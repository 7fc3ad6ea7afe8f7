mod client;
mod error;
pub mod format;
mod logger;
mod protocol;
mod types;
pub mod watcher;

pub use client::{apply_ac_changes, AcApi, SensiboClient, SensiboClientBuilder};
pub use error::{Error, Result};
pub use logger::MessageLogMode;
pub use protocol::DEFAULT_BASE_URL;
pub use types::*;
pub use watcher::{
    CycleReport, Decision, FailurePolicy, PodDecision, StopReason, Stopped, Thresholds, Watcher,
    WatcherBuilder,
};
use std::fmt;

#[derive(Debug)]
pub enum Error {
    Http(reqwest::Error),
    Api { status: u16, reason: String },
    Conflict { pod: String, property: String, reason: String },
    UnknownDevice(String),
    DuplicateDevice(String),
    MissingData(String),
    Protocol(String),
    InvalidThresholds(String),
    Io(std::io::Error),
}

impl Error {
    /// Failures of the remote round trip itself, including rejected writes.
    pub fn is_transport(&self) -> bool {
        matches!(
            self,
            Error::Http(_) | Error::Api { .. } | Error::Conflict { .. }
        )
    }

    /// Failures to find a requested device or an expected field in a payload.
    pub fn is_lookup(&self) -> bool {
        matches!(
            self,
            Error::UnknownDevice(_)
                | Error::DuplicateDevice(_)
                | Error::MissingData(_)
                | Error::Protocol(_)
        )
    }
}

impl fmt::Display for Error {
    fn fmt(&self, f: &mut fmt::Formatter<'_>) -> fmt::Result {
        match self {
            Error::Http(e) => write!(f, "HTTP error: {e}"),
            Error::Api { status, reason } => write!(f, "API error (HTTP {status}): {reason}"),
            Error::Conflict { pod, property, reason } => {
                write!(f, "conflicting AC state for pod {pod} while changing {property}: {reason}")
            }
            Error::UnknownDevice(name) => write!(f, "unknown device: {name}"),
            Error::DuplicateDevice(name) => write!(f, "duplicate device name: {name}"),
            Error::MissingData(what) => write!(f, "missing data: {what}"),
            Error::Protocol(msg) => write!(f, "protocol error: {msg}"),
            Error::InvalidThresholds(msg) => write!(f, "invalid thresholds: {msg}"),
            Error::Io(e) => write!(f, "IO error: {e}"),
        }
    }
}

impl std::error::Error for Error {
    fn source(&self) -> Option<&(dyn std::error::Error + 'static)> {
        match self {
            Error::Http(e) => Some(e),
            Error::Io(e) => Some(e),
            _ => None,
        }
    }
}

// The request URL carries the API key as a query parameter.
impl From<reqwest::Error> for Error {
    fn from(e: reqwest::Error) -> Self {
        Error::Http(e.without_url())
    }
}

impl From<serde_json::Error> for Error {
    fn from(e: serde_json::Error) -> Self {
        Error::Protocol(e.to_string())
    }
}

impl From<std::io::Error> for Error {
    fn from(e: std::io::Error) -> Self {
        Error::Io(e)
    }
}

pub type Result<T> = std::result::Result<T, Error>;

Problem statement: Show every line of the listing containing the string "client" by copying it.

Response:
mod client;
pub use client::{apply_ac_changes, AcApi, SensiboClient, SensiboClientBuilder};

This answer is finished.